| What to do |
Provide the count of lines below that include the word "dotenvy", without any accompanying remarks.

[Stored data]

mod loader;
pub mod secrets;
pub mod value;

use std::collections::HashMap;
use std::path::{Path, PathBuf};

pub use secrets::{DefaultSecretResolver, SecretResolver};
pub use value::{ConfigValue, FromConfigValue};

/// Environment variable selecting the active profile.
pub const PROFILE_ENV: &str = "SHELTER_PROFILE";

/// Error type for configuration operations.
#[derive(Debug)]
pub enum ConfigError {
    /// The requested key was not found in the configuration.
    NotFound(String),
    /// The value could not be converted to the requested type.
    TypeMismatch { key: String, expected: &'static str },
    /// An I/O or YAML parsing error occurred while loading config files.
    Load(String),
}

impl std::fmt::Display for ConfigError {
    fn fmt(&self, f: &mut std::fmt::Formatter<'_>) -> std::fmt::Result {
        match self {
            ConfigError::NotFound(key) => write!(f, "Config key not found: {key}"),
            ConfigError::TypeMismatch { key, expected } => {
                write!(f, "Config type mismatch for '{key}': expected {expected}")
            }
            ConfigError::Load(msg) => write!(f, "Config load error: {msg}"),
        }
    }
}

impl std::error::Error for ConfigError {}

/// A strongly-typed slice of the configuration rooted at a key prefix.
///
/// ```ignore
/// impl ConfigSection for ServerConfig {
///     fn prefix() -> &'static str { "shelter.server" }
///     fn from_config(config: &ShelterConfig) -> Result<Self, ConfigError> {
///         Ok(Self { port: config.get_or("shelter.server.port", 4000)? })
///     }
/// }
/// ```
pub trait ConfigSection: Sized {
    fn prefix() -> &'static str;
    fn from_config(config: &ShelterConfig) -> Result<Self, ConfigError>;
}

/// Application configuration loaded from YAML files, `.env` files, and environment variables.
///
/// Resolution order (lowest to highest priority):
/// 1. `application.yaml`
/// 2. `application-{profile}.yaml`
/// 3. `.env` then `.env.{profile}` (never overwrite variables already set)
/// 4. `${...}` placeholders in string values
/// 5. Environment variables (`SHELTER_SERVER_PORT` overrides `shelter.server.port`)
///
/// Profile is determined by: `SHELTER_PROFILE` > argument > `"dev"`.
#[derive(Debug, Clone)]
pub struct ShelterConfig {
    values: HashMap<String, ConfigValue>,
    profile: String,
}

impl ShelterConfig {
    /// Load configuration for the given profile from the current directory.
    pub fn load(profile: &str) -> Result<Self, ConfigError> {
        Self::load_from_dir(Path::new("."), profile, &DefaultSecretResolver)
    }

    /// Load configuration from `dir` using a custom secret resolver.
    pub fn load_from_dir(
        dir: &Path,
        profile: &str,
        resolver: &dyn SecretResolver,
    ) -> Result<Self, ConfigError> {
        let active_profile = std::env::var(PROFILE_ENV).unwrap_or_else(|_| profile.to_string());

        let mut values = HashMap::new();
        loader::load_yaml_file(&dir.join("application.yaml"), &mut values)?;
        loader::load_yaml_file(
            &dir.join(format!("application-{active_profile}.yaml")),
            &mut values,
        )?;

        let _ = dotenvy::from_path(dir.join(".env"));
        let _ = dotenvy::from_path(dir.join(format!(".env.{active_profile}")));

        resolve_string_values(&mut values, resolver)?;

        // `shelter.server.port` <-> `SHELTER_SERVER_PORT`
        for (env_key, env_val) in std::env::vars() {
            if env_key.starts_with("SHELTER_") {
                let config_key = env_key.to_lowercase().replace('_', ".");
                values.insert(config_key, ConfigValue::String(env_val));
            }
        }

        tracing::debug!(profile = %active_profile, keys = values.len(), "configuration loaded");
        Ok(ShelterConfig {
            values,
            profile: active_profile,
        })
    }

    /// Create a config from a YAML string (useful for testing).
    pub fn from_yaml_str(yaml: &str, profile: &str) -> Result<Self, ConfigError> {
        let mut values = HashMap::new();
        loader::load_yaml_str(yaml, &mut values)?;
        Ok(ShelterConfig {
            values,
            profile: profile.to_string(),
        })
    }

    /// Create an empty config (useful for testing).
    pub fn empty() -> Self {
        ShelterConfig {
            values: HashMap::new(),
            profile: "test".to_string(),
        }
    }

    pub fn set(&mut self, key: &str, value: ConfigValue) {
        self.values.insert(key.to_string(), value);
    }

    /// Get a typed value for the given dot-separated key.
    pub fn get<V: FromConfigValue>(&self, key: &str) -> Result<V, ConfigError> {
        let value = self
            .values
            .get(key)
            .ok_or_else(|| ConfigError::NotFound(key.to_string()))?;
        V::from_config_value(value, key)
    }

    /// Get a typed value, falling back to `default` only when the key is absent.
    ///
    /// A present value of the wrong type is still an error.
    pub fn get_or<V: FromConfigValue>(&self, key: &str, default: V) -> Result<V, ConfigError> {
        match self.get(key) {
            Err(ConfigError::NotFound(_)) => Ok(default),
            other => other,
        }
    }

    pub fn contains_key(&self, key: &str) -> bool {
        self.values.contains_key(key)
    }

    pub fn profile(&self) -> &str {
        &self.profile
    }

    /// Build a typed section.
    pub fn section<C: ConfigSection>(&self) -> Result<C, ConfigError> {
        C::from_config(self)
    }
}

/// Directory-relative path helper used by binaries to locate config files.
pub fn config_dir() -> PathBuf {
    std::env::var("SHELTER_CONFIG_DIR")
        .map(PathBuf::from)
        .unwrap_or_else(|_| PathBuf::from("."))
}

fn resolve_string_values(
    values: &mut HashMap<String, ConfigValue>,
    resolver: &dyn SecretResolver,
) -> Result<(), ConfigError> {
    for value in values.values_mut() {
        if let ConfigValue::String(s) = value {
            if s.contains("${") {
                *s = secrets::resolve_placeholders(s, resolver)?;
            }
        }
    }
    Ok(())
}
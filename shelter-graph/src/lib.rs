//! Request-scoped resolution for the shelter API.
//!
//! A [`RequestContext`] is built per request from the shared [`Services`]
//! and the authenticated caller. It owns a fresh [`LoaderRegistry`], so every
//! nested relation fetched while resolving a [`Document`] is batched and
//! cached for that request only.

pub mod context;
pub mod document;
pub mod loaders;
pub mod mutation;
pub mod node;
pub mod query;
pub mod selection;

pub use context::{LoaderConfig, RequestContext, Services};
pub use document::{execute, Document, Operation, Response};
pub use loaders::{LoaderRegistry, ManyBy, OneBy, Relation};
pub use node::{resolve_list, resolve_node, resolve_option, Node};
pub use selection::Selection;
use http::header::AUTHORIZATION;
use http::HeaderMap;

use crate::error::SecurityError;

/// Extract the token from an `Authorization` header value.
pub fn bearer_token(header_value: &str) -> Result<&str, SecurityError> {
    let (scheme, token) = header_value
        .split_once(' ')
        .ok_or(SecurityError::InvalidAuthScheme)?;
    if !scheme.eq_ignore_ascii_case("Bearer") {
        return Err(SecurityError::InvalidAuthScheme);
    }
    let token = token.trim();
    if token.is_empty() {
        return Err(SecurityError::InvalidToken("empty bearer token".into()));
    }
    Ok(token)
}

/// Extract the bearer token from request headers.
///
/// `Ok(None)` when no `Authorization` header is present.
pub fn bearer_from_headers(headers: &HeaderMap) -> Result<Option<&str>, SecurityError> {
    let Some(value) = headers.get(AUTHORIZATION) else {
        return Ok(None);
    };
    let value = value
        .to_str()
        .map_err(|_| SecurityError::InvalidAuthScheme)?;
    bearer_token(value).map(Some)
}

==

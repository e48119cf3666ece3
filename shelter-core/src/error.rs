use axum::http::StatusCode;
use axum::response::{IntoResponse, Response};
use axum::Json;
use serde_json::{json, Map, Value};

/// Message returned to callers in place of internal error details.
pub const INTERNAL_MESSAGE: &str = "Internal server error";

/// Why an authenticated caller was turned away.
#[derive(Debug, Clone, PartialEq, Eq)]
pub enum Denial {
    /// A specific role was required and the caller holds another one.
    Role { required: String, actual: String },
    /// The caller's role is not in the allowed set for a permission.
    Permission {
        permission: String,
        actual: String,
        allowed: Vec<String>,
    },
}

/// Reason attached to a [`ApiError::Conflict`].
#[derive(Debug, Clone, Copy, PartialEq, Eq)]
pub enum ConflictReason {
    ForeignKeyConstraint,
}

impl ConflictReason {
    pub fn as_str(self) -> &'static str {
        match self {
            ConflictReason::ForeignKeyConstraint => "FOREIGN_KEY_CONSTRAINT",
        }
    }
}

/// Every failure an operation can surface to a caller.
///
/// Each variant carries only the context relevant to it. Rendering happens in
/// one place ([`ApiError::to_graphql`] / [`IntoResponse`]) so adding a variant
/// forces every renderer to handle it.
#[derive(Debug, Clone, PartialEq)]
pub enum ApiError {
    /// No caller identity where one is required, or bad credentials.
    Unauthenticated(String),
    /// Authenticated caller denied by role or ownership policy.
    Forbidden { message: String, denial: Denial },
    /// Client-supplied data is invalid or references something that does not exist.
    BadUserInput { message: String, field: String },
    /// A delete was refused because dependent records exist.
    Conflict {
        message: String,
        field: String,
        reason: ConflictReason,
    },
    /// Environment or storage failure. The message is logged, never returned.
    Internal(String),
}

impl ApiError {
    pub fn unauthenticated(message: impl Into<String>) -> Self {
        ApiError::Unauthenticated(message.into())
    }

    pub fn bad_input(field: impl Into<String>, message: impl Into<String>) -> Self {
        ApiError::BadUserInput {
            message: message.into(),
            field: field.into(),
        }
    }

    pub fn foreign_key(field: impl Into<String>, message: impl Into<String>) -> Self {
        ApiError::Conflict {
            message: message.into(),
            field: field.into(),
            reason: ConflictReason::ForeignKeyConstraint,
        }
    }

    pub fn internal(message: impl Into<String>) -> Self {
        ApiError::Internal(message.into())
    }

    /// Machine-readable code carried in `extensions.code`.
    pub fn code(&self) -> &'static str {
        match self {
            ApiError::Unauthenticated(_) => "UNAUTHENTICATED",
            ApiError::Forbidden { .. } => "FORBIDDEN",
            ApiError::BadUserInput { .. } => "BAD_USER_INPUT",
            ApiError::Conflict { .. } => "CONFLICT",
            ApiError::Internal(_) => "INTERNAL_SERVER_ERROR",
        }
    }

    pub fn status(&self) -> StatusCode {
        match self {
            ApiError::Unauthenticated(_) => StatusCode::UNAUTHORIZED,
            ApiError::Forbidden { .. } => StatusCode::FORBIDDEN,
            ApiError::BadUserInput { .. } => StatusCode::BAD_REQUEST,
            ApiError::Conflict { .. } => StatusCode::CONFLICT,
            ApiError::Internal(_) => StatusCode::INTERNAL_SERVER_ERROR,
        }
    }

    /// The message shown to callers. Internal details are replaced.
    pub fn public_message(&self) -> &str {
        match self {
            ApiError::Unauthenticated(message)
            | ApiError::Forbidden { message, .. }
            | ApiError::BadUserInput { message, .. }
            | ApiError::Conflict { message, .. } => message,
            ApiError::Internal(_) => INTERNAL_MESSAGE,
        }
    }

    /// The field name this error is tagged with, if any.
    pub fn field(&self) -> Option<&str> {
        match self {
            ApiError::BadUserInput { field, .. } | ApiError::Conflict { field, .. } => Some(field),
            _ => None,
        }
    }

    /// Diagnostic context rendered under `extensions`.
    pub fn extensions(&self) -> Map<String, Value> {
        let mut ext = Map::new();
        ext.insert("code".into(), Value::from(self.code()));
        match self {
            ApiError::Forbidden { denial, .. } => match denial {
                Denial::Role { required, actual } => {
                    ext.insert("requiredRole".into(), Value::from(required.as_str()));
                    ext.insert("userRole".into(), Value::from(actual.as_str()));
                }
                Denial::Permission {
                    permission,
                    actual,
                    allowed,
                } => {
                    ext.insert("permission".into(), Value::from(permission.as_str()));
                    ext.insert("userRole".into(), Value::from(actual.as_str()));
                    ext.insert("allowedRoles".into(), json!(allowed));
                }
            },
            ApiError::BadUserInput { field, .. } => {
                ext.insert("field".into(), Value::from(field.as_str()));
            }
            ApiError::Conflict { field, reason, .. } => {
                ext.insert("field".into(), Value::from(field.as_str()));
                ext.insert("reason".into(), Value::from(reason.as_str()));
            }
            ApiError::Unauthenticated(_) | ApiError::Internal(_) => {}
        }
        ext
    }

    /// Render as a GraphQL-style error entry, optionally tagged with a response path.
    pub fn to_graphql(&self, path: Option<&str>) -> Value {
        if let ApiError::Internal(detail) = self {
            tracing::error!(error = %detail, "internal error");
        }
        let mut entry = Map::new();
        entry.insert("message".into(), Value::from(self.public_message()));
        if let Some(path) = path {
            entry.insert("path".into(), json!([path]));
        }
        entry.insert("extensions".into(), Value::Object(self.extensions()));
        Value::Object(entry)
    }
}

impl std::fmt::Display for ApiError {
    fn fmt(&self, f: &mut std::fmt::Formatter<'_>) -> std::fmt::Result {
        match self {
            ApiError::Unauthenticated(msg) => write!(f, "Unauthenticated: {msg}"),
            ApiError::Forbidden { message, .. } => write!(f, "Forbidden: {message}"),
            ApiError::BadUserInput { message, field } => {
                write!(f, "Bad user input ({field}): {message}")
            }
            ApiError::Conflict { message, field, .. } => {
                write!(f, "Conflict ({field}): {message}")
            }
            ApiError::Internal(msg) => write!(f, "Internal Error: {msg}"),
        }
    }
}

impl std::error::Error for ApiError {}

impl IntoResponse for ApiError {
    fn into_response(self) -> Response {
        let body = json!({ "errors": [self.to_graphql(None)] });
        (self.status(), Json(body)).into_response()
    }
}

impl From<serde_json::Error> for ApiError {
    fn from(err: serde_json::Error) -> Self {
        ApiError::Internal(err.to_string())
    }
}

| Task solution |
2